Portuguese Christmas Treats

Homemade gingerbread - a Christmas essential

This year will be our fifth Christmas since moving to Portugal. One of the things we worried about before we moved here was that Christmas would not seem like Christmas without traditional English treats like mince pies and gingerbread men.

It turns out we needn’t have worried. After five years we are still stubbornly clinging to the English elements of our Christmas feasting. Admittedly we do things a little differently now – this year I had to make my own golden syrup before I could bake any gingerbread, having been unable to source any in the local shops. We’ve adapted the Christmas traditions that we grew up with to suit our Portuguese circumstances, including the culinary aspects of those traditions.

But we haven’t just shoe-horned our English traditions into our new country. Instead, we have begun to add Portuguese Christmas treats to our repertoire. Though I’m not confident enough to have a go at baking one just yet, Christmas wouldn’t be Christmas without a bolo rei making an appearance. This morning we had it for breakfast with hot chocolate – the perfect way to start a pre-Christmas working week.

Golden syrup can be hard to find but is easy to make

Golden syrup can be hard to find but is easy to make

It’s strange to think that for our children, bolo rei – a cake packed with dried and crystalized fruit and shaped like a crown – will be an integral part of their Christmas, when we hadn’t even heard of it a few years ago.

Likewise, our coffee table would be incomplete at this time of year without a box of the incredibly cheap and deliciously tasty chocolate truffles that the supermarkets all stock. With chocolate in Portugal usually being quite pricey, we couldn’t believe it the first time we tried these truffles. At under €2 per box and from a variety of brands, they will definitely be a long-term Christmas fixture for us.

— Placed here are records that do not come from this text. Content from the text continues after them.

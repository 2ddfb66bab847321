//! Load-profile distribution report formatter
//!
//! Turns a [`DistributionResult`] into the console table, JSON document, or
//! dual-axis Plotly figure (part-load bars plus a cumulative-percent line)
//! that the analyse command emits.

use super::utils::{export_json, format_mbh, format_number, render_standalone_html};
use super::OutputFormat;
use crate::analysis::intensity::IntensityMetrics;
use crate::errors::AppResult;
use crate::types::distribution::DistributionResult;
use crate::types::load::SeriesMetadata;
use crate::types::visualisation::{
    PlotlyAnnotation, PlotlyChart, PlotlyLayout, PlotlyTrace, CUMULATIVE_LINE_COLOUR,
    LOAD_BAR_COLOUR,
};
use serde::Serialize;

/// Complete part-load analysis report for one load series
#[derive(Debug, Clone, Serialize)]
pub struct LoadProfileReport {
    pub metadata: SeriesMetadata,
    pub distribution: DistributionResult,
    #[serde(skip_serializing_if = "Option::is_none")]
    pub intensity: Option<IntensityMetrics>,
}

impl LoadProfileReport {
    pub fn new(
        metadata: SeriesMetadata,
        distribution: DistributionResult,
        intensity: Option<IntensityMetrics>,
    ) -> Self {
        Self {
            metadata,
            distribution,
            intensity,
        }
    }

    /// Upper-edge part-load percentage label for bin `i` (e.g. "5%")
    fn percent_label(&self, i: usize) -> String {
        format!(
            "{:.0}%",
            (i + 1) as f64 * 100.0 / self.distribution.bin_count as f64
        )
    }

    /// Load range label for bin `i` (e.g. "0-5 MBH")
    fn range_label(&self, i: usize) -> String {
        let (lo, hi) = self.distribution.bin_range(i);
        format!("{:.0}-{:.0} MBH", lo, hi)
    }

    /// Chart category label: bold percent over the load range
    fn chart_label(&self, i: usize) -> String {
        format!("<b>{}</b><br>({})", self.percent_label(i), self.range_label(i))
    }

    /// Stats annotation text for the chart
    fn stats_text(&self) -> String {
        let mut lines = vec![
            format!(
                "Design Capacity: {} MBH",
                format_mbh(self.distribution.design_capacity)
            ),
            format!(
                "Max Actual Load: {} MBH",
                format_mbh(self.distribution.max_load)
            ),
        ];
        if let Some(intensity) = &self.intensity {
            lines.push(format!("Design: {} Btu/sf", intensity.design_btu_per_sf));
            lines.push(format!("Actual: {} Btu/sf", intensity.actual_btu_per_sf));
        }
        lines.join("<br>")
    }

    /// Build the dual-axis part-load figure
    ///
    /// Bars show per-bin load totals on the left axis; the cumulative share
    /// of total load rides the right-hand 0-100% axis.
    pub fn to_plotly_chart(&self) -> PlotlyChart {
        let dist = &self.distribution;
        let labels: Vec<String> = (0..dist.bin_count).map(|i| self.chart_label(i)).collect();

        let bars = PlotlyTrace::bar(
            labels.clone(),
            dist.bin_totals.clone(),
            "Load per Bin",
            LOAD_BAR_COLOUR,
        )
        .with_hovertemplate("<b>%{y:,.1f} MBH</b><extra>%{x}</extra>");

        let cumulative = PlotlyTrace::line(
            labels,
            dist.cumulative_percent_of_total_load.clone(),
            "Cumulative % of Total Load",
            CUMULATIVE_LINE_COLOUR,
        )
        .on_secondary_axis()
        .with_hovertemplate("%{y:.1f}%<extra></extra>");

        let mut layout = PlotlyLayout::dual_axis(
            &format!("Part-Load Distribution - {}", self.metadata.name),
            "Part Load (% of Design Capacity)",
            "Load (MBH)",
            "Cumulative % of Total Load",
        )
        .with_annotations(vec![PlotlyAnnotation::stats_box(
            &self.stats_text(),
            0.02,
            0.98,
        )]);
        // Labels are strings, keep Plotly from guessing a linear axis
        layout.xaxis.axis_type = Some("category".to_string());

        PlotlyChart {
            data: vec![bars, cumulative],
            layout,
        }
    }
}

/// Format a load-profile report in the requested output format
pub fn format_load_profile(report: &LoadProfileReport, format: &OutputFormat) -> AppResult<String> {
    match format {
        OutputFormat::Json => export_json(report),
        OutputFormat::Plotly => export_json(&report.to_plotly_chart()),
        OutputFormat::Html => render_standalone_html(
            &format!("Part-Load Distribution - {}", report.metadata.name),
            &report.to_plotly_chart(),
        ),
        OutputFormat::Console => {
            let dist = &report.distribution;
            let mut output = String::new();

            output.push_str("\n=== PART-LOAD DISTRIBUTION ===\n\n");
            output.push_str(&format!("Series: {}\n", report.metadata.name));
            output.push_str(&format!(
                "Design Capacity: {} MBH ({} bins of {} MBH)\n",
                format_mbh(dist.design_capacity),
                dist.bin_count,
                format_mbh(dist.bin_width)
            ));
            output.push_str(&format!(
                "Samples Binned: {}\n",
                format_number(dist.included_count())
            ));
            output.push_str(&format!(
                "Max Actual Load: {} MBH\n",
                format_mbh(dist.max_load)
            ));
            output.push_str(&format!(
                "Total Binned Load: {} MBH\n",
                format_mbh(dist.total_load)
            ));
            if let Some(hours) = dist.total_operating_hours {
                output.push_str(&format!("Operating Hours: {}\n", format_mbh(hours)));
            }
            if let Some(intensity) = &report.intensity {
                output.push_str(&format!(
                    "Heating Intensity: {} Btu/sf design, {} Btu/sf actual\n",
                    intensity.design_btu_per_sf, intensity.actual_btu_per_sf
                ));
            }
            output.push('\n');

            // Bin table
            let has_hours = dist.cumulative_percent_of_operating_hours.is_some();
            if has_hours {
                output.push_str(&format!(
                    "  {:<8} {:<16} │ {:>8} │ {:>12} │ {:>10} │ {:>10} │\n",
                    "Bin", "Range", "Samples", "Load (MBH)", "Cum Load", "Cum Hours"
                ));
                output.push_str(
                    "  ─────────────────────────┼──────────┼──────────────┼────────────┼────────────┤\n",
                );
            } else {
                output.push_str(&format!(
                    "  {:<8} {:<16} │ {:>8} │ {:>12} │ {:>10} │\n",
                    "Bin", "Range", "Samples", "Load (MBH)", "Cum Load"
                ));
                output.push_str(
                    "  ─────────────────────────┼──────────┼──────────────┼────────────┤\n",
                );
            }

            for i in 0..dist.bin_count {
                let label = report.percent_label(i);
                let range = report.range_label(i);
                let cum_load = dist.cumulative_percent_of_total_load[i];
                if let Some(cum_hours) = &dist.cumulative_percent_of_operating_hours {
                    output.push_str(&format!(
                        "  {:<8} {:<16} │ {:>8} │ {:>12} │ {:>9.1}% │ {:>9.1}% │\n",
                        label,
                        range,
                        format_number(dist.bin_counts[i]),
                        format_mbh(dist.bin_totals[i]),
                        cum_load,
                        cum_hours[i]
                    ));
                } else {
                    output.push_str(&format!(
                        "  {:<8} {:<16} │ {:>8} │ {:>12} │ {:>9.1}% │\n",
                        label,
                        range,
                        format_number(dist.bin_counts[i]),
                        format_mbh(dist.bin_totals[i]),
                        cum_load
                    ));
                }
            }
            output.push('\n');

            // Out-of-range samples are a data-quality signal worth surfacing
            if dist.has_excluded_samples() {
                output.push_str("EXCLUDED SAMPLES:\n");
                if dist.excluded_below_zero.count > 0 {
                    output.push_str(&format!(
                        "  No load / below zero: {} samples ({} MBH)\n",
                        format_number(dist.excluded_below_zero.count),
                        format_mbh(dist.excluded_below_zero.total)
                    ));
                }
                if dist.excluded_above_capacity.count > 0 {
                    output.push_str(&format!(
                        "  Above design capacity: {} samples ({} MBH) - check the design figure\n",
                        format_number(dist.excluded_above_capacity.count),
                        format_mbh(dist.excluded_above_capacity.total)
                    ));
                }
                output.push('\n');
            }

            Ok(output)
        }
    }
}
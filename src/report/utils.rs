//! Utility functions for report formatting
//!
//! Shared helpers used across the report formatters.

use crate::errors::AppResult;
use crate::types::visualisation::PlotlyChart;
use serde::Serialize;

/// Format number with thousand separators for console output
///
/// # Examples
///
/// ```
/// # use heat_load_analyser::report::utils::format_number;
/// assert_eq!(format_number(1234), "1,234");
/// assert_eq!(format_number(8760), "8,760");
/// ```
pub fn format_number(n: usize) -> String {
    let s = n.to_string();
    let mut result = String::new();
    let chars: Vec<char> = s.chars().collect();

    for (i, c) in chars.iter().enumerate() {
        if i > 0 && (chars.len() - i) % 3 == 0 {
            result.push(',');
        }
        result.push(*c);
    }

    result
}

/// Format a load figure in MBH with one decimal and thousand separators
///
/// # Examples
///
/// ```
/// # use heat_load_analyser::report::utils::format_mbh;
/// assert_eq!(format_mbh(1234.56), "1,234.6");
/// assert_eq!(format_mbh(0.0), "0.0");
/// ```
pub fn format_mbh(value: f64) -> String {
    let formatted = format!("{:.1}", value);
    match formatted.split_once('.') {
        Some((whole, frac)) => {
            let sign = if whole.starts_with('-') { "-" } else { "" };
            let digits = whole.trim_start_matches('-');
            let grouped = format_number(digits.parse::<usize>().unwrap_or(0));
            format!("{}{}.{}", sign, grouped, frac)
        }
        None => formatted,
    }
}

/// Export data as JSON for programmatic use
pub fn export_json<T: Serialize>(data: &T) -> AppResult<String> {
    serde_json::to_string_pretty(data)
        .map_err(|e| crate::errors::AppError::Config(format!("JSON export failed: {}", e)))
}

/// Render a chart as a standalone HTML page
///
/// Loads Plotly.js from its CDN so the file opens directly in a browser
/// with no local tooling.
pub fn render_standalone_html(title: &str, chart: &PlotlyChart) -> AppResult<String> {
    let spec = export_json(chart)?;
    Ok(format!(
        r#"<!DOCTYPE html>
<html>
<head>
<meta charset="utf-8">
<title>{title}</title>
<script src="https://cdn.plot.ly/plotly-2.27.0.min.js"></script>
</head>
<body>
<div id="chart" style="width:100%;height:100vh;"></div>
<script>
const spec = {spec};
Plotly.newPlot("chart", spec.data, spec.layout, {{responsive: true}});
</script>
</body>
</html>
"#
    ))
}

#[cfg(test)]
mod tests {
    use super::*;
    use crate::types::visualisation::{PlotlyLayout, PlotlyTrace};

    #[test]
    fn test_format_number() {
        assert_eq!(format_number(0), "0");
        assert_eq!(format_number(999), "999");
        assert_eq!(format_number(1_000), "1,000");
        assert_eq!(format_number(8_760), "8,760");
        assert_eq!(format_number(1_234_567), "1,234,567");
    }

    #[test]
    fn test_format_mbh() {
        assert_eq!(format_mbh(0.0), "0.0");
        assert_eq!(format_mbh(42.25), "42.2");
        assert_eq!(format_mbh(42.35), "42.4");
        assert_eq!(format_mbh(1234.56), "1,234.6");
        assert_eq!(format_mbh(-17.04), "-17.0");
    }

    #[test]
    fn test_render_standalone_html() {
        let chart = PlotlyChart {
            data: vec![PlotlyTrace::bar(
                vec!["a".to_string()],
                vec![1.0],
                "t",
                "#00C496",
            )],
            layout: PlotlyLayout::basic("Test", "x", "y"),
        };
        let html = render_standalone_html("Test Chart", &chart).unwrap();
        assert!(html.contains("<title>Test Chart</title>"));
        assert!(html.contains("cdn.plot.ly"));
        assert!(html.contains("Plotly.newPlot"));
    }
}
//! CLI command implementations

pub mod analyse;
pub mod weather;

use crate::errors::AppResult;
use crate::report::OutputFormat;
use std::path::{Path, PathBuf};

/// Write output to file with safe directory creation
fn write_output_to_file(path: &Path, content: &str, description: &str) -> AppResult<()> {
    if let Some(parent) = path.parent() {
        std::fs::create_dir_all(parent)?;
    }
    std::fs::write(path, content)?;
    println!("{} written to: {}", description, path.display());
    Ok(())
}

/// Deliver formatted output: explicit path, default export path for
/// machine-readable formats, or stdout for the console format
fn deliver_output(
    content: &str,
    format: &OutputFormat,
    output_path: &Option<PathBuf>,
    default_path: PathBuf,
    description: &str,
) -> AppResult<()> {
    if let Some(path) = output_path {
        write_output_to_file(path, content, description)?;
    } else if *format != OutputFormat::Console {
        write_output_to_file(&default_path, content, description)?;
    } else {
        print!("{}", content);
    }
    Ok(())
}

/// Lowercase alphanumeric slug for default export filenames
fn filename_slug(name: &str) -> String {
    let slug: String = name
        .to_lowercase()
        .chars()
        .map(|c| if c.is_ascii_alphanumeric() { c } else { '_' })
        .collect();
    let trimmed = slug.trim_matches('_');
    if trimmed.is_empty() {
        "report".to_string()
    } else {
        trimmed.to_string()
    }
}

#[cfg(test)]
mod tests {
    use super::*;

    #[test]
    fn test_filename_slug() {
        assert_eq!(filename_slug("Test Bldg #4"), "test_bldg__4");
        assert_eq!(filename_slug("  "), "report");
        assert_eq!(filename_slug("plant"), "plant");
    }
}
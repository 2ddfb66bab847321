//! Unit conversions for HVAC quantities
//!
//! MBH is thousands of Btu per hour; EPW weather files carry SI units that
//! reports convert to IP for US engineering audiences.

/// MBH expressed as Btu/h
#[inline]
pub fn mbh_to_btu_per_hour(mbh: f64) -> f64 {
    mbh * 1000.0
}

#[inline]
pub fn celsius_to_fahrenheit(c: f64) -> f64 {
    c * 9.0 / 5.0 + 32.0
}

/// Pascals to inches of mercury
#[inline]
pub fn pascals_to_inhg(pa: f64) -> f64 {
    pa / 3386.389
}

/// Metres per second to miles per hour
#[inline]
pub fn mps_to_mph(mps: f64) -> f64 {
    mps * 2.236_936
}

/// Watt-hours per square metre to Btu per square foot
#[inline]
pub fn wh_m2_to_btu_ft2(wh_m2: f64) -> f64 {
    wh_m2 * 0.316_998
}
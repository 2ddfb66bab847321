//! Core data types for load-profile and weather analysis

pub mod distribution;
pub mod load;
pub mod visualisation;
pub mod weather;

pub use distribution::{BinningConfig, DistributionResult, EdgePolicy, ExcludedSamples};
pub use load::{LoadSample, LoadSeries, SeriesMetadata};
pub use weather::{EpwLocation, WeatherRecord, WeatherSeries};
//! CSV load-profile reader
//!
//! Reads `timestamp,load_mbh` rows exported from the load-profile
//! spreadsheets. The timestamp column is optional; design metadata comes
//! from the caller since spreadsheet metadata ranges do not survive a CSV
//! export.

use super::LoadSeriesSource;
use crate::errors::{AppError, AppResult};
use crate::types::load::{LoadSample, LoadSeries, SeriesMetadata};
use chrono::NaiveDateTime;
use csv::ReaderBuilder;
use serde::Deserialize;
use std::fs::File;
use std::io::BufReader;
use std::path::PathBuf;
use tracing::info;

/// One data row of a load-profile CSV
#[derive(Debug, Deserialize)]
struct CsvLoadRecord {
    #[serde(default, alias = "Timestamp", alias = "time")]
    timestamp: Option<String>,
    #[serde(rename = "load_mbh", alias = "load", alias = "Load (MBH)")]
    load: f64,
}

/// Timestamp formats accepted in the timestamp column
const TIMESTAMP_FORMATS: &[&str] = &[
    "%Y-%m-%d %H:%M:%S",
    "%Y-%m-%dT%H:%M:%S",
    "%Y-%m-%d %H:%M",
    "%m/%d/%Y %H:%M",
];

/// CSV-backed load series source
pub struct CsvLoadSource {
    path: PathBuf,
    metadata: SeriesMetadata,
}

impl CsvLoadSource {
    pub fn new(path: impl Into<PathBuf>, metadata: SeriesMetadata) -> Self {
        Self {
            path: path.into(),
            metadata,
        }
    }

    fn parse_timestamp(raw: &str, line: usize) -> AppResult<NaiveDateTime> {
        for format in TIMESTAMP_FORMATS {
            if let Ok(parsed) = NaiveDateTime::parse_from_str(raw, format) {
                return Ok(parsed);
            }
        }
        Err(AppError::InvalidRecord {
            line,
            reason: format!("unparseable timestamp '{}'", raw),
        })
    }
}

impl LoadSeriesSource for CsvLoadSource {
    fn load_series(&self) -> AppResult<LoadSeries> {
        let file = File::open(&self.path)?;
        let buf_reader = BufReader::new(file);
        let mut csv_reader = ReaderBuilder::new()
            .comment(Some(b'#')) // Skip lines starting with #
            .has_headers(true)
            .trim(csv::Trim::All)
            .from_reader(buf_reader);

        let mut samples = Vec::new();
        for (row_idx, result) in csv_reader.deserialize::<CsvLoadRecord>().enumerate() {
            // Header occupies line 1
            let line = row_idx + 2;
            let record = result.map_err(|e| AppError::InvalidRecord {
                line,
                reason: e.to_string(),
            })?;

            let timestamp = match record.timestamp.as_deref() {
                Some(raw) if !raw.is_empty() => Some(Self::parse_timestamp(raw, line)?),
                _ => None,
            };
            samples.push(LoadSample {
                timestamp,
                load: record.load,
            });
        }

        info!(
            "Read {} load samples from {}",
            samples.len(),
            self.path.display()
        );

        Ok(LoadSeries {
            metadata: self.metadata.clone(),
            samples,
        })
    }
}

#[cfg(test)]
mod tests {
    use super::*;
    use std::io::Write;
    use tempfile::NamedTempFile;

    fn metadata() -> SeriesMetadata {
        SeriesMetadata {
            name: "Test Bldg".to_string(),
            design_capacity_mbh: 100.0,
            gross_floor_area_sf: None,
        }
    }

    fn write_csv(content: &str) -> NamedTempFile {
        let mut file = NamedTempFile::new().unwrap();
        file.write_all(content.as_bytes()).unwrap();
        file
    }

    #[test]
    fn test_reads_timestamped_rows() {
        let file = write_csv(
            "timestamp,load_mbh\n\
             2022-01-01 00:00:00,12.5\n\
             2022-01-01 01:00:00,80\n",
        );
        let series = CsvLoadSource::new(file.path(), metadata())
            .load_series()
            .unwrap();

        assert_eq!(series.len(), 2);
        assert_eq!(series.samples[0].load, 12.5);
        assert!(series.samples[0].timestamp.is_some());
    }

    #[test]
    fn test_reads_untimestamped_rows_and_comments() {
        let file = write_csv(
            "# exported from the heat load workbook\n\
             load_mbh\n\
             5\n\
             10.25\n",
        );
        let series = CsvLoadSource::new(file.path(), metadata())
            .load_series()
            .unwrap();

        assert_eq!(series.len(), 2);
        assert!(series.samples.iter().all(|s| s.timestamp.is_none()));
        assert_eq!(series.samples[1].load, 10.25);
    }

    #[test]
    fn test_malformed_row_reports_line_number() {
        let file = write_csv(
            "timestamp,load_mbh\n\
             2022-01-01 00:00:00,12.5\n\
             2022-01-01 01:00:00,not-a-number\n",
        );
        let err = CsvLoadSource::new(file.path(), metadata())
            .load_series()
            .unwrap_err();

        match err {
            AppError::InvalidRecord { line, .. } => assert_eq!(line, 3),
            other => panic!("expected InvalidRecord, got {:?}", other),
        }
    }

    #[test]
    fn test_bad_timestamp_is_rejected() {
        let file = write_csv(
            "timestamp,load_mbh\n\
             yesterday,12.5\n",
        );
        let err = CsvLoadSource::new(file.path(), metadata())
            .load_series()
            .unwrap_err();
        assert!(matches!(err, AppError::InvalidRecord { line: 2, .. }));
    }
}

Bolo rei - a new Christmas essential

Bolo rei – a new Christmas essential

It will be fascinating over the years ahead to see how much our festive traditions continue to change. While in countless ways we have been eager to adapt to the Portuguese way of doing things, Christmas is the one real exception, yet it seems that we have already begun to blend the two countries’ traditions. I wonder whether, by the time our children are grown up, our Christmas will have become fully Portuguese, or whether we will still retain some of those English elements.